(Records from a data source)
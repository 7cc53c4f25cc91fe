//! Device names for reserved and guest context IDs.

use vsock_conn::{Addr, ContextId, HOST, HYPERVISOR, LOOPBACK};

#[test]
fn file_name_for_reserved_and_guest_cids() {
    let cases = [
        (HYPERVISOR, 10, "vsock:hypervisor(0):10"),
        (LOOPBACK, 20, "vsock:loopback(1):20"),
        (HOST, 30, "vsock:host(2):30"),
        (3, 40, "vsock:vm(3):40"),
    ];

    for (cid, port, want) in cases {
        let addr = Addr::new(cid, port);
        assert_eq!(addr.file_name(), want, "cid={cid} port={port}");
    }
}

#[test]
fn every_cid_above_host_is_a_vm() {
    for cid in [3, 4, 1000, u32::MAX - 1, u32::MAX] {
        let addr = Addr::new(cid, 1);
        assert_eq!(addr.cid(), ContextId::Vm(cid));
        assert!(addr.file_name().starts_with("vsock:vm("));
    }
}

#[test]
fn display_matches_file_name() {
    let addr = Addr::new(HOST, 5005);
    assert_eq!(addr.to_string(), addr.file_name());
    assert_eq!(addr.network(), "vsock");
}

#[test]
fn loopback_constructor() {
    let addr = Addr::loopback(1025);
    assert_eq!(addr.context_id, LOOPBACK);
    assert_eq!(addr.port, 1025);
    assert_eq!(addr.cid().role(), "loopback");
}
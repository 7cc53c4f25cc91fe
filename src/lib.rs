//! Addressing and connection establishment for VSOCK, the host/guest socket
//! family addressed by (context ID, port).

pub mod addr;
pub mod error;
pub mod server;
pub mod transport;

// Re-export key types at crate root for convenience.
pub use addr::{Addr, ContextId, CID_ANY, HOST, HYPERVISOR, LOOPBACK};
pub use error::{AcceptError, BindError, DialError, Error, Result};
pub use transport::vsock::{
    dial, listen, listen_local, local_context_id, CloseHandle, Connection, Listener,
};
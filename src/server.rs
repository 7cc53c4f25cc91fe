use std::fmt::Display;
use std::future::Future;

use tokio::io::{AsyncReadExt, AsyncWriteExt};

use crate::error::Error;
use crate::transport::vsock::{Connection, Listener};

/// Serve every inbound connection on its own task.
///
/// Each accepted connection is passed to `handler`, and the returned future
/// is spawned. Handler failures are logged and do not stop the loop. Returns
/// `Ok(())` once the listener is closed through its
/// [`CloseHandle`](crate::transport::vsock::CloseHandle); any other accept
/// failure is returned.
pub async fn serve<H, Fut, T, E>(mut listener: Listener, mut handler: H) -> Result<(), Error>
where
    H: FnMut(Connection) -> Fut,
    Fut: Future<Output = Result<T, E>> + Send + 'static,
    T: Send + 'static,
    E: Display + Send + 'static,
{
    let addr = listener.addr();
    tracing::info!(addr = %addr, "serving vsock connections");

    loop {
        let conn = match listener.accept().await {
            Ok(conn) => conn,
            Err(e) if e.is_closed() => {
                tracing::info!(addr = %addr, "listener closed, stopping");
                return Ok(());
            }
            Err(e) => return Err(e.into()),
        };

        let peer = conn.peer_addr();
        let task = handler(conn);

        tokio::spawn(async move {
            if let Err(e) = task.await {
                tracing::warn!(%peer, error = %e, "connection handler error");
            }
        });
    }
}

/// Write back everything read from `conn` until the peer stops sending, then
/// close it. Returns the number of bytes echoed.
pub async fn echo(mut conn: Connection) -> Result<u64, Error> {
    let peer = conn.peer_addr();
    let mut buf = vec![0u8; 4096];
    let mut total = 0u64;

    loop {
        let n = conn.read(&mut buf).await?;
        if n == 0 {
            break;
        }
        conn.write_all(&buf[..n]).await?;
        conn.flush().await?;
        total += n as u64;
    }

    tracing::debug!(%peer, bytes = total, "peer finished sending");
    conn.close().await?;
    Ok(total)
}
use std::io;
use std::pin::Pin;
use std::sync::Arc;
use std::task::{Context, Poll};

use tokio::io::{AsyncRead, AsyncWrite, AsyncWriteExt, ReadBuf};
use tokio::sync::Mutex;
use tokio_util::sync::CancellationToken;
use tokio_vsock::{VsockListener, VsockStream};

use crate::addr::Addr;
use crate::error::{AcceptError, BindError, DialError, Error};

/// Bind a listener on the loopback context ID.
pub fn listen_local(port: u32) -> Result<Listener, BindError> {
    listen(Addr::loopback(port))
}

/// Bind a listener at `addr`.
///
/// Fails if the address is already bound or the kernel rejects it.
pub fn listen(addr: Addr) -> Result<Listener, BindError> {
    let socket = VsockListener::bind(addr.into()).map_err(|source| BindError { addr, source })?;
    let local = socket
        .local_addr()
        .map(Addr::from)
        .map_err(|source| BindError { addr, source })?;

    tracing::info!(addr = %addr, "vsock listener bound");

    Ok(Listener {
        shared: Arc::new(Shared {
            addr,
            local,
            socket: Mutex::new(Some(socket)),
            closed: CancellationToken::new(),
        }),
    })
}

/// Connect to the endpoint at (`context_id`, `port`).
///
/// A single synchronous connect; nothing is retried.
pub async fn dial(context_id: u32, port: u32) -> Result<Connection, DialError> {
    let addr = Addr::new(context_id, port);
    tracing::debug!(addr = %addr, "dialing");

    let stream = VsockStream::connect(addr.into())
        .await
        .map_err(|source| DialError { addr, source })?;

    tracing::debug!(addr = %addr, "connected");
    Ok(Connection { stream, peer: addr })
}

/// Context ID of the machine this process runs on, read from `/dev/vsock`.
pub fn local_context_id() -> io::Result<u32> {
    vsock::get_local_cid()
}

/// State shared between a [`Listener`] and its [`CloseHandle`]s.
struct Shared {
    addr: Addr,
    local: Addr,
    /// `None` once the socket has been released.
    socket: Mutex<Option<VsockListener>>,
    closed: CancellationToken,
}

impl Shared {
    fn close(&self) {
        self.closed.cancel();
        self.release_if_closed();
    }

    /// Drop the socket of a closed listener.
    ///
    /// While an `accept` holds the lock this is a no-op; that `accept` wakes on
    /// the cancelled token and calls back in once the lock is free.
    fn release_if_closed(&self) {
        if !self.closed.is_cancelled() {
            return;
        }
        if let Ok(mut socket) = self.socket.try_lock() {
            if socket.take().is_some() {
                tracing::debug!(addr = %self.addr, "vsock listener closed");
            }
        }
    }
}

/// A bound, passive VSOCK socket.
///
/// Closing the listener, directly or through a [`CloseHandle`], releases the
/// socket so the address can be bound again and new dials are refused. A
/// pending [`accept`](Listener::accept) fails with [`AcceptError::Closed`].
pub struct Listener {
    shared: Arc<Shared>,
}

impl Listener {
    /// The address this listener was bound to.
    pub fn addr(&self) -> Addr {
        self.shared.addr
    }

    /// Address reported by the kernel at bind time.
    pub fn local_addr(&self) -> Addr {
        self.shared.local
    }

    /// Wait for one inbound connection.
    pub async fn accept(&mut self) -> Result<Connection, AcceptError> {
        let result = self.accept_once().await;
        self.shared.release_if_closed();
        result
    }

    async fn accept_once(&self) -> Result<Connection, AcceptError> {
        let shared = &*self.shared;
        let addr = shared.addr;

        let mut socket = shared.socket.lock().await;
        let Some(socket) = socket.as_mut() else {
            return Err(AcceptError::Closed { addr });
        };

        tokio::select! {
            biased;

            _ = shared.closed.cancelled() => Err(AcceptError::Closed { addr }),
            res = socket.accept() => {
                let (stream, peer) = res.map_err(|source| AcceptError::Io { addr, source })?;
                let peer = Addr::from(peer);
                tracing::debug!(addr = %addr, peer = %peer, "accepted connection");
                Ok(Connection { stream, peer })
            }
        }
    }

    /// Handle that closes this listener from another task.
    pub fn close_handle(&self) -> CloseHandle {
        CloseHandle {
            shared: Arc::clone(&self.shared),
        }
    }

    /// True once the listener has been closed by any route.
    pub fn is_closed(&self) -> bool {
        self.shared.closed.is_cancelled()
    }

    /// Close the listener and release its socket.
    pub fn close(self) {
        self.shared.close();
    }
}

impl Drop for Listener {
    fn drop(&mut self) {
        self.shared.close();
    }
}

impl std::fmt::Debug for Listener {
    fn fmt(&self, f: &mut std::fmt::Formatter<'_>) -> std::fmt::Result {
        f.debug_struct("Listener")
            .field("addr", &self.shared.addr)
            .field("closed", &self.is_closed())
            .finish()
    }
}

/// Closes a [`Listener`] from outside the task that owns it.
///
/// Closing is idempotent. The socket is released right away, or by the
/// pending `accept` as it returns.
#[derive(Clone)]
pub struct CloseHandle {
    shared: Arc<Shared>,
}

impl CloseHandle {
    /// Close the listener this handle was taken from.
    pub fn close(&self) {
        self.shared.close();
    }

    /// True once the listener has been closed by any route.
    pub fn is_closed(&self) -> bool {
        self.shared.closed.is_cancelled()
    }
}

impl std::fmt::Debug for CloseHandle {
    fn fmt(&self, f: &mut std::fmt::Formatter<'_>) -> std::fmt::Result {
        f.debug_struct("CloseHandle")
            .field("addr", &self.shared.addr)
            .field("closed", &self.is_closed())
            .finish()
    }
}

/// An established VSOCK stream, produced by [`dial`] or [`Listener::accept`].
pub struct Connection {
    stream: VsockStream,
    peer: Addr,
}

impl Connection {
    /// Remote end: the dialed address, or the peer reported by `accept`.
    pub fn peer_addr(&self) -> Addr {
        self.peer
    }

    /// Local end as reported by the kernel.
    pub fn local_addr(&self) -> io::Result<Addr> {
        self.stream.local_addr().map(Addr::from)
    }

    /// Shut down the write half, then release the socket.
    pub async fn close(mut self) -> Result<(), Error> {
        tracing::debug!(peer = %self.peer, "closing connection");
        AsyncWriteExt::shutdown(&mut self.stream)
            .await
            .map_err(Error::Io)
    }

    /// Unwrap the underlying `tokio-vsock` stream.
    pub fn into_inner(self) -> VsockStream {
        self.stream
    }
}

impl std::fmt::Debug for Connection {
    fn fmt(&self, f: &mut std::fmt::Formatter<'_>) -> std::fmt::Result {
        f.debug_struct("Connection").field("peer", &self.peer).finish()
    }
}

impl AsyncRead for Connection {
    fn poll_read(
        mut self: Pin<&mut Self>,
        cx: &mut Context<'_>,
        buf: &mut ReadBuf<'_>,
    ) -> Poll<io::Result<()>> {
        Pin::new(&mut self.stream).poll_read(cx, buf)
    }
}

impl AsyncWrite for Connection {
    fn poll_write(
        mut self: Pin<&mut Self>,
        cx: &mut Context<'_>,
        buf: &[u8],
    ) -> Poll<io::Result<usize>> {
        Pin::new(&mut self.stream).poll_write(cx, buf)
    }

    fn poll_flush(mut self: Pin<&mut Self>, cx: &mut Context<'_>) -> Poll<io::Result<()>> {
        Pin::new(&mut self.stream).poll_flush(cx)
    }

    fn poll_shutdown(mut self: Pin<&mut Self>, cx: &mut Context<'_>) -> Poll<io::Result<()>> {
        Pin::new(&mut self.stream).poll_shutdown(cx)
    }
}

#[cfg(test)]
mod tests {
    use super::*;

    #[test]
    fn local_context_id_reports_cid_or_error() {
        // Hosts without a vsock device answer with an error instead.
        match local_context_id() {
            Ok(cid) => assert_ne!(cid, crate::addr::CID_ANY),
            Err(e) => assert!(e.raw_os_error().is_some(), "unexpected error: {e}"),
        }
    }
}
use anyhow::{Context, Result};
use clap::{Parser, Subcommand};
use tokio::io::AsyncWriteExt;
use tracing_subscriber::EnvFilter;

use vsock_conn::{server, Addr, LOOPBACK};

#[derive(Parser)]
#[command(name = "vsock-conn", about = "VSOCK address and connection utility")]
struct Args {
    #[command(subcommand)]
    command: Command,
}

#[derive(Subcommand)]
enum Command {
    /// Print the device name of an address
    Resolve {
        #[arg(long)]
        cid: u32,
        #[arg(long)]
        port: u32,
    },

    /// Print the context ID of this machine
    LocalCid,

    /// Run an echo server until interrupted
    Echo {
        /// Port to listen on
        #[arg(long)]
        port: u32,

        /// Context ID to bind (defaults to loopback)
        #[arg(long, default_value_t = LOOPBACK)]
        cid: u32,
    },

    /// Connect to a peer, sending stdin and printing what comes back
    Dial {
        #[arg(long)]
        cid: u32,
        #[arg(long)]
        port: u32,
    },
}

#[tokio::main]
async fn main() -> Result<()> {
    tracing_subscriber::fmt()
        .with_env_filter(EnvFilter::from_default_env())
        .with_writer(std::io::stderr)
        .init();

    let args = Args::parse();

    match args.command {
        Command::Resolve { cid, port } => {
            println!("{}", Addr::new(cid, port).file_name());
        }
        Command::LocalCid => {
            let cid = vsock_conn::local_context_id().context("reading local context ID")?;
            println!("{cid}");
        }
        Command::Echo { port, cid } => run_echo(Addr::new(cid, port)).await?,
        Command::Dial { cid, port } => run_dial(cid, port).await?,
    }

    Ok(())
}

async fn run_echo(addr: Addr) -> Result<()> {
    let listener = vsock_conn::listen(addr)?;
    let closer = listener.close_handle();

    tokio::spawn(async move {
        if tokio::signal::ctrl_c().await.is_ok() {
            tracing::info!("interrupt received, closing listener");
            closer.close();
        }
    });

    server::serve(listener, server::echo).await?;
    Ok(())
}

async fn run_dial(cid: u32, port: u32) -> Result<()> {
    let conn = vsock_conn::dial(cid, port).await?;
    tracing::info!(peer = %conn.peer_addr(), "connected");

    let (mut reader, mut writer) = tokio::io::split(conn);

    let upload = async {
        let mut stdin = tokio::io::stdin();
        tokio::io::copy(&mut stdin, &mut writer).await?;
        writer.shutdown().await
    };

    let download = async {
        let mut stdout = tokio::io::stdout();
        tokio::io::copy(&mut reader, &mut stdout).await?;
        stdout.flush().await
    };

    tokio::try_join!(upload, download).context("relaying stdin/stdout")?;
    Ok(())
}
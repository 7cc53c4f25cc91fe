use std::time::Duration;

use tokio::io::{AsyncReadExt, AsyncWriteExt};

use vsock_conn::server::{echo, serve};
use vsock_conn::{dial, listen_local, LOOPBACK};

/// Echo server over the vsock loopback transport.
///
/// Run with: `cargo run --example echo_server` (needs `vsock_loopback`).
#[tokio::main]
async fn main() -> Result<(), Box<dyn std::error::Error>> {
    let port = 9876;
    let listener = listen_local(port)?;
    let closer = listener.close_handle();
    println!("echo server listening on {}", listener.addr());

    let server = tokio::spawn(serve(listener, echo));

    // Give the server a moment to start accepting.
    tokio::time::sleep(Duration::from_millis(50)).await;

    for i in 0..3 {
        let mut conn = dial(LOOPBACK, port).await?;
        let msg = format!("echo request #{i}");
        println!("[client] sending: {msg}");
        conn.write_all(msg.as_bytes()).await?;
        conn.shutdown().await?;

        let mut reply = Vec::new();
        conn.read_to_end(&mut reply).await?;
        println!("[client] received: {}", String::from_utf8_lossy(&reply));
    }

    closer.close();
    server.await??;
    println!("done!");

    Ok(())
}
use std::io;

use crate::addr::Addr;

/// Binding a listener failed.
#[derive(Debug, thiserror::Error)]
#[error("bind {addr}: {source}")]
pub struct BindError {
    pub addr: Addr,
    #[source]
    pub source: io::Error,
}

impl BindError {
    /// True when another listener already owns the address.
    pub fn is_addr_in_use(&self) -> bool {
        self.source.kind() == io::ErrorKind::AddrInUse
    }
}

/// Accepting an inbound connection failed.
#[derive(Debug, thiserror::Error)]
pub enum AcceptError {
    #[error("accept on {addr}: listener closed")]
    Closed { addr: Addr },

    #[error("accept on {addr}: {source}")]
    Io {
        addr: Addr,
        #[source]
        source: io::Error,
    },
}

impl AcceptError {
    /// Address of the listener the accept was issued on.
    pub fn addr(&self) -> Addr {
        match self {
            AcceptError::Closed { addr } | AcceptError::Io { addr, .. } => *addr,
        }
    }

    /// True when the listener was closed, before or during the call.
    pub fn is_closed(&self) -> bool {
        matches!(self, AcceptError::Closed { .. })
    }
}

/// Connecting to a remote endpoint failed.
#[derive(Debug, thiserror::Error)]
#[error("dial {addr}: {source}")]
pub struct DialError {
    pub addr: Addr,
    #[source]
    pub source: io::Error,
}

impl DialError {
    /// Kind of the underlying OS error.
    pub fn kind(&self) -> io::ErrorKind {
        self.source.kind()
    }

    /// True when nothing is listening at the remote address.
    ///
    /// The virtio and loopback transports answer an unbound port with a reset
    /// packet, so the kernel reports `ECONNRESET` as often as `ECONNREFUSED`.
    pub fn is_refused(&self) -> bool {
        matches!(
            self.kind(),
            io::ErrorKind::ConnectionRefused | io::ErrorKind::ConnectionReset
        )
    }
}

/// Top-level error type for the crate.
#[derive(Debug, thiserror::Error)]
pub enum Error {
    #[error(transparent)]
    Bind(#[from] BindError),

    #[error(transparent)]
    Accept(#[from] AcceptError),

    #[error(transparent)]
    Dial(#[from] DialError),

    #[error("I/O error: {0}")]
    Io(#[from] io::Error),
}

pub type Result<T> = std::result::Result<T, Error>;
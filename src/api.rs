//! User-facing convolution entry points.
//!
//! These functions resolve the convenience surface (symbolic padding modes,
//! label-string layouts, defaulted dilations) down to a [`ConvDescriptor`],
//! validate it through the inference rule, and emit a single convolution on
//! the caller's trace.

use log::debug;
use typed_builder::TypedBuilder;

use crate::algebra::{
    PaddingMode, dilate_dim, resolve_padding, transpose_conv_padding, transpose_shape_tuple,
};
use crate::descriptor::{ConvDescriptor, Precision};
use crate::dnums::{ConvDimensionNumbers, DimensionNumbers, conv_dimension_numbers, permute};
use crate::dtype::DType;
use crate::error::{ConvError, Result};
use crate::infer::infer;
use crate::shape::AbstractValue;
use crate::trace::Trace;

/// Padding argument of the call surface: a symbolic mode or explicit
/// `(low, high)` pairs per spatial axis.
#[derive(Debug, Clone, PartialEq, Eq)]
pub enum Padding {
    Same,
    Valid,
    Explicit(Vec<(isize, isize)>),
}

/// Parameters of [`general_convolution`]. Only the strides and padding are
/// required; everything else defaults to the plain dense convolution.
#[derive(Debug, Clone, TypedBuilder)]
pub struct ConvParams {
    pub window_strides: Vec<usize>,
    pub padding: Padding,
    #[builder(default)]
    pub lhs_dilation: Option<Vec<usize>>,
    #[builder(default)]
    pub rhs_dilation: Option<Vec<usize>>,
    #[builder(default)]
    pub dimension_numbers: Option<DimensionNumbers>,
    #[builder(default = 1)]
    pub feature_group_count: usize,
    #[builder(default = 1)]
    pub batch_group_count: usize,
    #[builder(default)]
    pub precision: Precision,
    #[builder(default)]
    pub preferred_element_type: Option<DType>,
}

fn take(shape: &[isize], axes: &[usize]) -> Vec<isize> {
    axes.iter().map(|&i| shape[i]).collect()
}

fn resolve(
    params: &ConvParams,
    lhs_shape: &[isize],
    rhs_shape: &[isize],
) -> Result<ConvDescriptor> {
    let rank = lhs_shape.len();
    if rank < 2 || rhs_shape.len() < 2 {
        return Err(ConvError::ShapeMismatch(format!(
            "convolution operands must have at least rank 2, got {rank} and {}",
            rhs_shape.len(),
        )));
    }
    let dn = conv_dimension_numbers(rank, rhs_shape.len(), params.dimension_numbers.as_ref())?;
    let spatial_rank = dn.spatial_rank();
    let lhs_dilation = params
        .lhs_dilation
        .clone()
        .unwrap_or_else(|| vec![1; spatial_rank]);
    let rhs_dilation = params
        .rhs_dilation
        .clone()
        .unwrap_or_else(|| vec![1; spatial_rank]);

    let padding = match &params.padding {
        Padding::Explicit(pairs) => pairs.clone(),
        mode => {
            if lhs_dilation.iter().any(|&d| d != 1) {
                return Err(ConvError::ConfigurationError(
                    "symbolic padding modes are ambiguous for input-dilated \
                     convolutions; pass explicit padding pairs or use \
                     transposed_convolution"
                        .to_string(),
                ));
            }
            let in_spatial = take(lhs_shape, dn.lhs_spatial());
            let effective_window: Vec<isize> = take(rhs_shape, dn.rhs_spatial())
                .iter()
                .zip(&rhs_dilation)
                .map(|(&k, &r)| dilate_dim(k, r as isize))
                .collect();
            let mode = match mode {
                Padding::Same => PaddingMode::Same,
                _ => PaddingMode::Valid,
            };
            resolve_padding(&in_spatial, &effective_window, &params.window_strides, mode)
        }
    };

    Ok(ConvDescriptor {
        window_strides: params.window_strides.clone(),
        padding,
        lhs_dilation,
        rhs_dilation,
        dimension_numbers: dn,
        feature_group_count: params.feature_group_count,
        batch_group_count: params.batch_group_count,
        precision: params.precision,
        preferred_element_type: params.preferred_element_type,
    })
}

/// General N-dimensional convolution with strides, padding, input and kernel
/// dilation, arbitrary layouts, and grouping.
pub fn general_convolution<T: Trace>(
    tr: &mut T,
    lhs: &T::Value,
    rhs: &T::Value,
    params: &ConvParams,
) -> Result<T::Value> {
    let lhs_shape = tr.shape(lhs);
    let rhs_shape = tr.shape(rhs);
    let desc = resolve(params, &lhs_shape, &rhs_shape)?;
    // Full validation happens here, before anything reaches the trace.
    let out = infer(
        &AbstractValue::concrete(tr.dtype(lhs), &lhs_shape),
        &AbstractValue::concrete(tr.dtype(rhs), &rhs_shape),
        &desc,
    )?;
    debug!(
        "general_convolution: {lhs_shape:?} * {rhs_shape:?} -> {:?}",
        out.shape
    );
    tr.conv(lhs, rhs, &desc)
}

/// Dense convolution over the identity layout (batch, feature, spatial...).
pub fn simple_convolution<T: Trace>(
    tr: &mut T,
    lhs: &T::Value,
    rhs: &T::Value,
    window_strides: &[usize],
    padding: Padding,
) -> Result<T::Value> {
    let params = ConvParams::builder()
        .window_strides(window_strides.to_vec())
        .padding(padding)
        .build();
    general_convolution(tr, lhs, rhs, &params)
}

/// Parameters of [`transposed_convolution`]. `strides` are the forward
/// strides being undone, not the strides of the emitted convolution.
#[derive(Debug, Clone, TypedBuilder)]
pub struct TransposeConvParams {
    pub strides: Vec<usize>,
    pub padding: Padding,
    #[builder(default)]
    pub rhs_dilation: Option<Vec<usize>>,
    #[builder(default)]
    pub dimension_numbers: Option<DimensionNumbers>,
    /// Flip spatial axes and swap the kernel's feature axes, making the
    /// result the exact gradient of the matching forward convolution.
    #[builder(default = false)]
    pub transpose_kernel: bool,
    #[builder(default)]
    pub precision: Precision,
}

/// Feature-last default layouts for [`transposed_convolution`]; the kernel
/// keeps its input-feature axis before its output-feature axis so that an
/// untransposed kernel composes with gradients.
fn transpose_default_layout(rank: usize) -> Result<DimensionNumbers> {
    let (lhs, rhs, out) = match rank {
        2 => ("NC", "IO", "NC"),
        3 => ("NHC", "HIO", "NHC"),
        4 => ("NHWC", "HWIO", "NHWC"),
        5 => ("NHWDC", "HWDIO", "NHWDC"),
        _ => {
            return Err(ConvError::ConfigurationError(format!(
                "no default transposed-convolution layout for rank {rank}; \
                 pass dimension_numbers explicitly",
            )));
        }
    };
    Ok(DimensionNumbers::labels(lhs, rhs, out))
}

/// Reverses the kernel's spatial axes and swaps its feature axes.
fn flip_kernel<T: Trace>(tr: &mut T, rhs: &T::Value, dn: &ConvDimensionNumbers) -> T::Value {
    let flipped = tr.rev(rhs, dn.rhs_spatial());
    let mut perm: Vec<usize> = (0..dn.rank()).collect();
    perm.swap(dn.rhs_out_feature(), dn.rhs_in_feature());
    tr.transpose(&flipped, &perm)
}

/// Fractionally-strided convolution: the shape-inverse of a forward
/// convolution with the same strides and padding mode.
///
/// With `transpose_kernel` set it is also the value-level transpose, i.e.
/// the forward convolution's input gradient.
pub fn transposed_convolution<T: Trace>(
    tr: &mut T,
    lhs: &T::Value,
    rhs: &T::Value,
    params: &TransposeConvParams,
) -> Result<T::Value> {
    let lhs_shape = tr.shape(lhs);
    let rhs_shape = tr.shape(rhs);
    let rank = lhs_shape.len();
    let dims = match &params.dimension_numbers {
        Some(dims) => dims.clone(),
        None => transpose_default_layout(rank)?,
    };
    let dn = conv_dimension_numbers(rank, rhs_shape.len(), Some(&dims))?;
    let spatial_rank = dn.spatial_rank();
    if params.strides.len() != spatial_rank {
        return Err(ConvError::ShapeMismatch(format!(
            "transposed convolution needs one stride per spatial dimension, \
             got {} strides for {spatial_rank} spatial dimensions",
            params.strides.len(),
        )));
    }
    let rhs_dilation = params
        .rhs_dilation
        .clone()
        .unwrap_or_else(|| vec![1; spatial_rank]);

    let padding = match &params.padding {
        Padding::Explicit(pairs) => pairs.clone(),
        mode => {
            let mode = match mode {
                Padding::Same => PaddingMode::Same,
                _ => PaddingMode::Valid,
            };
            take(&rhs_shape, dn.rhs_spatial())
                .iter()
                .zip(&rhs_dilation)
                .zip(&params.strides)
                .map(|((&k, &r), &s)| {
                    transpose_conv_padding(dilate_dim(k, r as isize), s as isize, mode)
                })
                .collect()
        }
    };

    let kernel = if params.transpose_kernel {
        flip_kernel(tr, rhs, &dn)
    } else {
        rhs.clone()
    };

    // Closed-form output shape for the emitted fractionally-strided conv,
    // in canonical order with the kernel dilation applied.
    let lhs_canon = permute(&lhs_shape, &dn.lhs_spec);
    let mut rhs_canon = permute(&tr.shape(&kernel), &dn.rhs_spec);
    for (i, &r) in rhs_dilation.iter().enumerate() {
        rhs_canon[2 + i] = dilate_dim(rhs_canon[2 + i], r as isize);
    }
    let expected: Vec<isize> =
        transpose_shape_tuple(&lhs_canon, &rhs_canon, &params.strides, &padding)
            .iter()
            .map(|&d| d.max(0))
            .collect();
    let out_spec = dn.out_spec.clone();

    let conv_params = ConvParams::builder()
        .window_strides(vec![1; spatial_rank])
        .padding(Padding::Explicit(padding))
        .lhs_dilation(Some(params.strides.clone()))
        .rhs_dilation(Some(rhs_dilation))
        .dimension_numbers(Some(DimensionNumbers::Canonical(dn)))
        .precision(params.precision)
        .build();
    let out = general_convolution(tr, lhs, &kernel, &conv_params)?;
    debug_assert_eq!(permute(&tr.shape(&out), &out_spec), expected);
    Ok(out)
}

(Assignment): The lines from the top of the data above down to the line containing "filename src/lib.rs" are to be copied exactly; no other line should appear.

(Answer box):
repository 7cc53c4f25cc91fe
//! Device names for reserved and guest context IDs.

use vsock_conn::{Addr, ContextId, HOST, HYPERVISOR, LOOPBACK};

#[test]
fn file_name_for_reserved_and_guest_cids() {
    let cases = [
        (HYPERVISOR, 10, "vsock:hypervisor(0):10"),
        (LOOPBACK, 20, "vsock:loopback(1):20"),
        (HOST, 30, "vsock:host(2):30"),
        (3, 40, "vsock:vm(3):40"),
    ];

    for (cid, port, want) in cases {
        let addr = Addr::new(cid, port);
        assert_eq!(addr.file_name(), want, "cid={cid} port={port}");
    }
}

#[test]
fn every_cid_above_host_is_a_vm() {
    for cid in [3, 4, 1000, u32::MAX - 1, u32::MAX] {
        let addr = Addr::new(cid, 1);
        assert_eq!(addr.cid(), ContextId::Vm(cid));
        assert!(addr.file_name().starts_with("vsock:vm("));
    }
}

#[test]
fn display_matches_file_name() {
    let addr = Addr::new(HOST, 5005);
    assert_eq!(addr.to_string(), addr.file_name());
    assert_eq!(addr.network(), "vsock");
}

#[test]
fn loopback_constructor() {
    let addr = Addr::loopback(1025);
    assert_eq!(addr.context_id, LOOPBACK);
    assert_eq!(addr.port, 1025);
    assert_eq!(addr.cid().role(), "loopback");
}
repository 7cc53c4f25cc91fe
filename src/lib.rs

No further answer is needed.